Hello,
We are developing algorithms with streaming memory access patterns on the LS2085ARDB and constantly see lower throughput than expected. Testing memcpy()-throughput on 10MB blocks (using the assembly-optimized memcpy implementation of glibc) revealed shockingly low 2GB/s on a single A57 core on an otherwise idle system.
We digged further by modifying the glibc-memcpy assembly, specificly we tried to:
* preload src and dst memory regions with all possible compinations of prfm l1/l2 - ld/st - keep/strm (+10% throughput)
* using non-temporal loads/stores stnp / ldpn (no speedup)

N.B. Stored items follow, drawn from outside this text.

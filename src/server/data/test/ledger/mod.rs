use crate::server::{data::ledger::LedgerRepository, error::AppError};
use test_utils::{
    builder::TestBuilder,
    factory::{ban::BanFactory, mute::MuteFactory},
};

mod fetch_mutes_after;
mod first_ban_id_at_or_after;
mod get_bans_for_player;

/// An arbitrary cutoff instant, unix milliseconds.
const CUTOFF: i64 = 1_700_000_000_000;
use sea_orm::DatabaseConnection;
use std::sync::atomic::{AtomicBool, Ordering};
use std::sync::Arc;
use std::time::Duration;
use tokio_cron_scheduler::{Job, JobScheduler};

use crate::server::{config::SalaryConfig, error::AppError, service::salary::SalaryService};

/// Starts the salary reconciliation scheduler
///
/// Runs one reconciliation pass at a fixed interval (10 seconds by default).
/// Passes never overlap: a tick that fires while the previous pass is still
/// running is skipped entirely, not queued.
///
/// The returned scheduler handle owns the job's lifecycle; dropping it or
/// calling `shutdown` stops the job.
///
/// # Arguments
/// - `db`: Application database connection (wallets, cursors, check log)
/// - `ledger_db`: Punishment ledger database connection (read-only)
/// - `config`: Interval and payout cutoff
pub async fn start_scheduler(
    db: DatabaseConnection,
    ledger_db: DatabaseConnection,
    config: SalaryConfig,
) -> Result<JobScheduler, AppError> {
    let scheduler = JobScheduler::new().await?;

    // Clone resources for the job
    let job_db = db.clone();
    let job_ledger_db = ledger_db.clone();
    let in_flight = Arc::new(AtomicBool::new(false));

    let job = Job::new_repeated_async(
        Duration::from_secs(config.interval_secs),
        move |_uuid, _lock| {
            let db = job_db.clone();
            let ledger_db = job_ledger_db.clone();
            let in_flight = in_flight.clone();
            let cutoff = config.cutoff;

            Box::pin(async move {
                // Single-flight: claim the flag before doing anything.
                if in_flight
                    .compare_exchange(false, true, Ordering::SeqCst, Ordering::SeqCst)
                    .is_err()
                {
                    tracing::debug!("Previous salary pass still running, skipping tick");
                    return;
                }
                let _guard = PassGuard(in_flight);

                let service = SalaryService::new(&db, &ledger_db, cutoff);
                let summary = service.run_pass().await;

                if summary.credited > 0 {
                    tracing::info!(
                        "Salary pass credited {} entries ({} skipped)",
                        summary.credited,
                        summary.skipped
                    );
                }
            })
        },
    )?;

    scheduler.add(job).await?;
    scheduler.start().await?;

    tracing::info!(
        "Salary scheduler started (interval {}s, cutoff {})",
        config.interval_secs,
        config.cutoff
    );

    Ok(scheduler)
}

/// Clears the single-flight flag when a pass ends, however it ends.
struct PassGuard(Arc<AtomicBool>);

impl Drop for PassGuard {
    fn drop(&mut self) {
        self.0.store(false, Ordering::SeqCst);
    }
}
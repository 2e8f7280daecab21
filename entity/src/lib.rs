//! SeaORM entity definitions for the staffboard database schema.
//!
//! Entities for the tables this application owns (`user`, `job_state`,
//! `wallet`, `wallet_transaction`, `payout_command`, `check_log`) live in the
//! application database. `ban` and `mute` mirror the moderation plugin's
//! tables in the external punishment ledger database; the application only
//! ever reads them.

pub mod ban;
pub mod check_log;
pub mod job_state;
pub mod mute;
pub mod payout_command;
pub mod prelude;
pub mod user;
pub mod wallet;
pub mod wallet_transaction;
mod salary;
mod user;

* pre-allocating each dest cache-line with zero before issuing stores to its address to avoid store-misses which causes loading of cache-lines from DDR which will be overwritten later anyway, using dc zva, addressReg
... and it seems write-throughput of the A57-cores is the culprit. With prefetch I can easily reach 10GB/s when just loading the data (prfm + ldp), however issuing only stores (stp) seems to be limited to ~3.5GB/s.
Worse, simply continuously zero-filling cache-lines (implicitly evicting other cache lines) peaks at ~3.85GB/s:
1:
dc zva, x6
add x6, x6, #64
subs x2, x2, #64
b.ge 1b
Is this low throughput to be expected? I am quite suprised it takes ~4-5 A57 cores issuing nothing but stores to actually saturate the memory-bandwidth of the DDR4 interface.
Any ideas or hints regarding the bottleneck in this situation are highly appreciated.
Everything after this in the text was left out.